I will admit that I was pulled out of my zone of comfort, but the whole situation discussed by the three people above precluded comfort. My book, Slow Travel New Mexico, was just published. I had talks lined up, but I broke my back. It was my first experience with a disability, albeit temporary. I gave my first talk with a walker, and I can proudly say that I whipped around with that walker with surprising ease.
The second talk was an hour away and I couldn’t sit in the car to get there. With great sadness, I called the program director who had engaged me for the talk and told her that I had to cancel.
“Nonsense!” she exclaimed. “There’s no way we are going to cancel. And if you can’t sit up in bed, we’ll do a Zoom lying down.”
The call was followed by a flood that reminded me of Noah’s assignment. But instead of animal pairs, I had pairs of thoughts and feelings. Panic and calm. Anxiety and depression. Self-confidence and low self-esteem. Shame and pride. Positive self-talk and negative self-talk.
I imagined that viewers would feel pity, which I didn’t want, or they would find me ridiculous. And then I remembered the words of Doctor Abraham Low, a brilliant neuropsychiatrist who pioneered self-help programs for people struggling with mental illness. “Don’t take your own dear self so seriously,” he said.
Doctor Low talked about our social personalities and how easy it is for us to feel affronted, insulted, and rejected. But what really matters is how we see ourselves and not how we think others see us. When we observe and control our reactions to Imagined insults, we feel good about ourselves and build self-esteem. He also said that humor is our best friend.
I started to chuckle. Why was I so serious about my upcoming Zoom? Why not consider it a funny situation with a novel way to give a talk?
My friend came to my house and helped me put on a little makeup while I was lying on my back. My husband set up soft lighting. I fluffed my pillow. And then it was time for the Zoom.
“This is the most intimate talk I have ever given,” I began. “Not only are you in my house, but you are in my bedroom. And not only are you in my bedroom, but you are in my bed,” I said with obvious humor.
I couldn’t see the audience but I could hear them laughing. The rest of the talk was a breeze. It was actually fun.

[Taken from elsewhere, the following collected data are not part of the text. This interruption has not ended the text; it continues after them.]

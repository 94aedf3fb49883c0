use kiln::config::BackendConfig;
use std::env;

/// Configuration for the CLI application
pub struct Config {
    pub sample: String,
    pub output_path: Option<String>,
    pub verbose: bool,
    pub reuse_dead_registers: bool,
}

impl Config {
    /// Parse command line arguments and environment variables
    pub fn from_args() -> Self {
        let args: Vec<String> = env::args().collect();
        Self::parse(&args, env::var("VERBOSE").is_ok(), env::var("NO_REUSE").is_ok())
    }

    fn parse(args: &[String], verbose: bool, no_reuse: bool) -> Self {
        let sample = args.get(1).cloned().unwrap_or_else(|| "sum".to_string());
        let output_path = args.get(2).cloned();

        Config {
            sample,
            output_path,
            verbose,
            reuse_dead_registers: !no_reuse,
        }
    }

    /// Backend configuration selected by the environment
    pub fn backend(&self) -> BackendConfig {
        BackendConfig::new().with_reuse_dead_registers(self.reuse_dead_registers)
    }
}
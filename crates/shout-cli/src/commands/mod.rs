//! Subcommand implementations.

pub mod login;
pub mod logout;
pub mod post;
pub mod refresh;
pub mod whoami;

use anyhow::Result;

use crate::cli::{Cli, Commands};

pub async fn handle(cli: Cli) -> Result<()> {
    let global = cli.global;
    match cli.command {
        Commands::Login(args) => login::run(args, &global).await,
        Commands::Post(args) => post::run(args, &global).await,
        Commands::Refresh(args) => refresh::run(args, &global).await,
        Commands::Whoami(args) => whoami::run(args, &global).await,
        Commands::Logout(args) => logout::run(args, &global).await,
    }
}
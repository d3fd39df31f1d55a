//! shout-core - session lifecycle and resilient posting for an AT Protocol PDS.
//!
//! A [`SessionManager`] owns the current [`Session`]: it reuses a stored one,
//! logs in when there is none, and refreshes on request. A [`Publisher`]
//! posts with that session and, when the PDS rejects the access token,
//! refreshes once and retries once.
//!
//! Network exchanges and persistence sit behind the [`SessionClient`] and
//! [`CredentialStore`] traits.
//!
//! ```no_run
//! use shout_core::{Credentials, MemoryStore, Publisher, SessionClient, SessionManager};
//!
//! # async fn example(client: impl SessionClient) -> Result<(), shout_core::Error> {
//! let manager = SessionManager::new(client, MemoryStore::new());
//! let login = Credentials::new("alice.bsky.social", "app-password");
//! let session = manager.ensure_session(&login).await?;
//!
//! let receipt = Publisher::new(&manager).post("hello", session).await?;
//! println!("{}", receipt.uri);
//! # Ok(())
//! # }
//! ```

pub mod credentials;
pub mod error;
pub mod manager;
pub mod memory;
pub mod post;
pub mod publisher;
pub mod session;
pub mod tokens;
pub mod traits;
pub mod types;

pub use credentials::Credentials;
pub use error::{AuthError, ClientError, Error, PostError, ProtocolError, StoreError};
pub use manager::SessionManager;
pub use memory::MemoryStore;
pub use post::{MAX_POST_CHARS, POST_COLLECTION, PostReceipt, PostRecord, PostText};
pub use publisher::Publisher;
pub use session::Session;
pub use tokens::{AccessToken, RefreshToken};
pub use traits::{
    CreatedSession, CredentialSource, CredentialStore, NoCredentials, RefreshedSession,
    SessionClient,
};
pub use types::{DEFAULT_PDS, Did, PdsUrl};

/// Result type alias using the crate's Error type.
pub type Result<T> = std::result::Result<T, Error>;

Two weeks later I was asked to do another talk. I thanked the woman who called with the invitation but said I couldn’t do it. I adopted a humorous tone as I told her that the last talk I did was in bed, flat on my back.
“That sounds great,” she said. “They are an open-minded audience and you will be able to see them and answer questions after your talk.”

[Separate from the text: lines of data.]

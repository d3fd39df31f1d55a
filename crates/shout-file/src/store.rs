//! JSON file storage for the current session.

use std::fs::{self, File, OpenOptions};
use std::io::Write;
use std::path::{Path, PathBuf};

use async_trait::async_trait;
use directories::ProjectDirs;
use fs2::FileExt;
use serde::{Deserialize, Serialize};
use tracing::{debug, instrument};
use uuid::Uuid;

use shout_core::{CredentialStore, Session, StoreError};

#[cfg(unix)]
use std::os::unix::fs::{DirBuilderExt, OpenOptionsExt};

/// File name of the session record inside the config directory.
pub const SESSION_FILE: &str = "session.json";

/// On-disk session record.
#[derive(Debug, Serialize, Deserialize)]
#[serde(rename_all = "camelCase")]
struct StoredSession {
    did: String,
    handle: String,
    access_token: String,
    refresh_token: String,
}

impl From<&Session> for StoredSession {
    fn from(session: &Session) -> Self {
        Self {
            did: session.did().to_string(),
            handle: session.handle().to_string(),
            access_token: session.access_token().as_str().to_string(),
            refresh_token: session.refresh_token().as_str().to_string(),
        }
    }
}

fn io_error(path: &Path, err: std::io::Error) -> StoreError {
    StoreError::Io {
        path: path.display().to_string(),
        message: err.to_string(),
    }
}

/// A [`CredentialStore`] backed by a single JSON file.
///
/// A missing file means no session. Writes go to a temporary file in the
/// same directory and are renamed into place, so readers see either the old
/// record or the new one. Readers and writers in different processes are
/// serialized by an advisory lock on a sibling `.lock` file. On Unix the
/// record is readable by its owner only.
#[derive(Debug, Clone)]
pub struct FileStore {
    path: PathBuf,
}

impl FileStore {
    /// Create a store for the session file at `path`.
    pub fn new(path: impl AsRef<Path>) -> Self {
        Self {
            path: path.as_ref().to_path_buf(),
        }
    }

    /// The per-user location, e.g. `~/.config/shout/session.json` on Linux.
    pub fn default_location() -> Result<Self, StoreError> {
        let dirs = ProjectDirs::from("", "", "shout").ok_or_else(|| StoreError::Unavailable {
            reason: "could not determine the user config directory".to_string(),
        })?;
        Ok(Self::new(dirs.config_dir().join(SESSION_FILE)))
    }

    /// Get the session file path.
    pub fn path(&self) -> &Path {
        &self.path
    }

    fn lock_path(&self) -> PathBuf {
        self.path.with_extension("lock")
    }

    fn temp_path(&self) -> PathBuf {
        let name = self
            .path
            .file_name()
            .map(|n| n.to_string_lossy().into_owned())
            .unwrap_or_else(|| SESSION_FILE.to_string());
        self.path
            .with_file_name(format!(".{}.{}.tmp", name, Uuid::new_v4().simple()))
    }

    fn open_lock(&self) -> Result<File, StoreError> {
        let lock_path = self.lock_path();
        OpenOptions::new()
            .create(true)
            .write(true)
            .truncate(false)
            .open(&lock_path)
            .map_err(|e| io_error(&lock_path, e))
    }

    fn create_parent(&self) -> Result<(), StoreError> {
        let Some(parent) = self.path.parent().filter(|p| !p.as_os_str().is_empty()) else {
            return Ok(());
        };

        let mut builder = fs::DirBuilder::new();
        builder.recursive(true);
        #[cfg(unix)]
        builder.mode(0o700);
        builder.create(parent).map_err(|e| io_error(parent, e))
    }

    fn read(&self) -> Result<Option<Session>, StoreError> {
        if !self.path.exists() {
            return Ok(None);
        }

        let lock = self.open_lock()?;
        lock.lock_shared().map_err(|e| io_error(&self.lock_path(), e))?;
        let contents = fs::read_to_string(&self.path);
        let _ = lock.unlock();

        let contents = match contents {
            Ok(contents) => contents,
            // Removed between the existence check and the read.
            Err(e) if e.kind() == std::io::ErrorKind::NotFound => return Ok(None),
            Err(e) => return Err(io_error(&self.path, e)),
        };

        let stored: StoredSession =
            serde_json::from_str(&contents).map_err(|e| StoreError::Corrupt {
                reason: format!("{}: {}", self.path.display(), e),
            })?;

        let session = Session::from_parts(
            &stored.did,
            &stored.handle,
            &stored.access_token,
            &stored.refresh_token,
        )
        .map_err(|e| StoreError::Corrupt {
            reason: format!("{}: {}", self.path.display(), e),
        })?;

        Ok(Some(session))
    }

    fn write(&self, session: &Session) -> Result<(), StoreError> {
        self.create_parent()?;

        let json = serde_json::to_string_pretty(&StoredSession::from(session)).map_err(|e| {
            StoreError::Corrupt {
                reason: e.to_string(),
            }
        })?;

        let lock = self.open_lock()?;
        lock.lock_exclusive()
            .map_err(|e| io_error(&self.lock_path(), e))?;

        let temp_path = self.temp_path();
        let result = write_private(&temp_path, json.as_bytes())
            .and_then(|()| fs::rename(&temp_path, &self.path));
        if result.is_err() {
            let _ = fs::remove_file(&temp_path);
        }
        let _ = lock.unlock();

        result.map_err(|e| io_error(&self.path, e))
    }

    fn remove(&self) -> Result<(), StoreError> {
        if !self.path.exists() {
            return Ok(());
        }

        let lock = self.open_lock()?;
        lock.lock_exclusive()
            .map_err(|e| io_error(&self.lock_path(), e))?;
        let result = match fs::remove_file(&self.path) {
            Err(e) if e.kind() == std::io::ErrorKind::NotFound => Ok(()),
            other => other,
        };
        let _ = lock.unlock();

        result.map_err(|e| io_error(&self.path, e))
    }
}

/// Write `contents` to a new file readable only by its owner.
fn write_private(path: &Path, contents: &[u8]) -> std::io::Result<()> {
    let mut options = OpenOptions::new();
    options.write(true).create_new(true);
    #[cfg(unix)]
    options.mode(0o600);

    let mut file = options.open(path)?;
    file.write_all(contents)?;
    file.sync_all()
}

#[async_trait]
impl CredentialStore for FileStore {
    #[instrument(skip(self), fields(path = %self.path.display()))]
    async fn load(&self) -> Result<Option<Session>, StoreError> {
        let session = self.read()?;
        debug!(found = session.is_some(), "Loaded session record");
        Ok(session)
    }

    #[instrument(skip_all, fields(path = %self.path.display(), did = %session.did()))]
    async fn save(&self, session: &Session) -> Result<(), StoreError> {
        self.write(session)?;
        debug!("Saved session record");
        Ok(())
    }

    #[instrument(skip(self), fields(path = %self.path.display()))]
    async fn clear(&self) -> Result<(), StoreError> {
        self.remove()?;
        debug!("Cleared session record");
        Ok(())
    }
}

And that is exactly how it happened.
People called me brave for doing it. I wasn’t brave. I was just being flexible in a life that often throws us curveballs. Others asked if I wasn’t embarrassed and they were surprised to hear that I wasn’t at all. I focused on the task at hand and what I wanted to communicate rather than on my social image. And, as the good doctor suggested, tempering an emotional reaction to my situation boosted my self-esteem.
Thank you, Doctor Low for reminding me not to take my own dear self so seriously.